Siccome nelle nostre civiltà avanzate queste istanze sono già disciplinate dalla religione e dalla giurisprudenza, a quale ruolo vengono relegati i tabù? Da quello che mi sembra di capire le restrizioni dei tabù riguardano tutte quelle cose di cui “non si parla”, “non si dice”, “non si fa” “non si può né dire né fare” e spesso non si sa neanche il perché. Dietro ci possono essere motivazioni storiche, usanze, costumi o semplicemente, come dicono certi antropologi, l’origine è ignota. Gira e rigira i temi tabù sono sempre quelli: la sessualità, la malattia, la morte, i soldi, la religione. La mia opinione personale è che la società italiana abbia sfatato molti di questi tabù: la sessualità viene esibita in piazza, delle malattie si parla in TV, nei telegiornali vediamo persone morire in diretta, gli status symbol permettono di ostentare le proprie ricchezze e la religione non sembra avere più la presa di un tempo. Allora che cosa è rimasto? Quali sono gli argomenti che provocano una scossa negli italiani e fa dire loro “Come si permette?” oppure “Questo è troppo!”? A me sembra che una cosa simile riesca ancora a farla la politica. Ho l’impressione che domandare di punto in bianco “Per chi ha votato?” sia una grande impertinenza. Non sarà inquietante o raccapricciante, ma certamente genera un fastidio di pelle. Altra domanda diretta che può far agitare, ma per altri motivi, può essere “Quanto guadagni?”. A parte questo, non mi viene in mente altro (ed è esattamente quello che ho risposto alla studentessa).
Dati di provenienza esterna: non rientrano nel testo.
use crate::paths::{global_config_path, local_config_path};
use anyhow::{bail, Context, Result};
use std::path::{Path, PathBuf};

/// Load scenario file content
///
/// Searches, in order:
/// 1. The explicitly given path (must exist)
/// 2. `.store-replay.toml` in the current working directory
/// 3. `store-replay/config.toml` in the platform config directory
///
/// Returns the path that was read together with its content.
pub fn load_config_file(explicit: Option<&Path>) -> Result<(PathBuf, String)> {
    if let Some(path) = explicit {
        let content = std::fs::read_to_string(path)
            .with_context(|| format!("Failed to read scenario file {}", path.display()))?;
        log::debug!("Loaded scenario from {}", path.display());
        return Ok((path.to_path_buf(), content));
    }

    let candidates = [local_config_path(), global_config_path()];
    for candidate in candidates.into_iter().flatten() {
        if let Ok(content) = std::fs::read_to_string(&candidate) {
            log::debug!("Loaded scenario from {}", candidate.display());
            return Ok((candidate, content));
        }
    }

    bail!("No scenario file given and none found in the working or config directory")
}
Però, vivendo in Irlanda del Nord da tanti anni sono consapevole di uno dei grandi tabù di questa gente, che è anche il primo che gli italiani che fanno visita a queste lande vanno a toccare e cioè l’appartenenza a una determinata religione. I turisti italiani di una certa età in fondo li capisco: sono cresciuti seguendo ai telegiornali i sanguinosi eventi di questa regione, dove il ritornello ogni sera era “Scontri tra cattolici e protestanti nelle strade di Belfast”, per cui quando arrivano qui la prima cosa che chiedono è “Ma tu sei cattolico o protestante?” Cari connazionali. Non fatelo. Mai. In nessuna circostanza. Non avete idea di quanto offensiva e oltraggiosa sia questa domanda, che rivela l’insolenza, la sfrontatezza e la totale mancanza di rispetto di chi la fa. “Ma io volevo solo sapere”, “È solo una curiosità” sono le obiezioni che vengono poste quando si fa presente la mancanza di tatto. La questione è delicatissima. Non è solo un fatto di credere in un modo o in un altro, frequentare questa o quella chiesa. È una questione molto più profonda di identità, di cultura e di radici storiche e sociali. Come spiegare che c’erano circostanze in cui il fatto stesso di appartenere a una determinata comunità metteva in serio pericolo una persona, soprattutto se questa si trovava nel luogo e nel momento sbagliato (e c’erano molti luoghi e momenti sbagliati in cui trovarsi). Per cui la domanda è off limits. Così come altre domande che a noi sembrano innocenti tipo “Quale scuole hai fatto?”, in quanto quasi tutte le scuole fanno riferimento a una confessione religiosa. Perciò dalla scuola frequentata si può facilmente risalire alla comunità di origine della persona. I nord-irlandesi sono un tantino più riservati degli altri abitanti dell’isola, ma sono comunque molto amichevoli e cortesi con i visitatori stranieri e ci sarà sempre l’opportunità di incontrare qualcuno con cui fare quattro chiacchiere davanti a una pinta di birra. Il mio consiglio è di lasciare a loro l’iniziativa sugli argomenti di cui parlare e di non fare troppe domande personali. Per il resto godetevi la compagnia di questa gente squisita (tanto quanto la loro birra).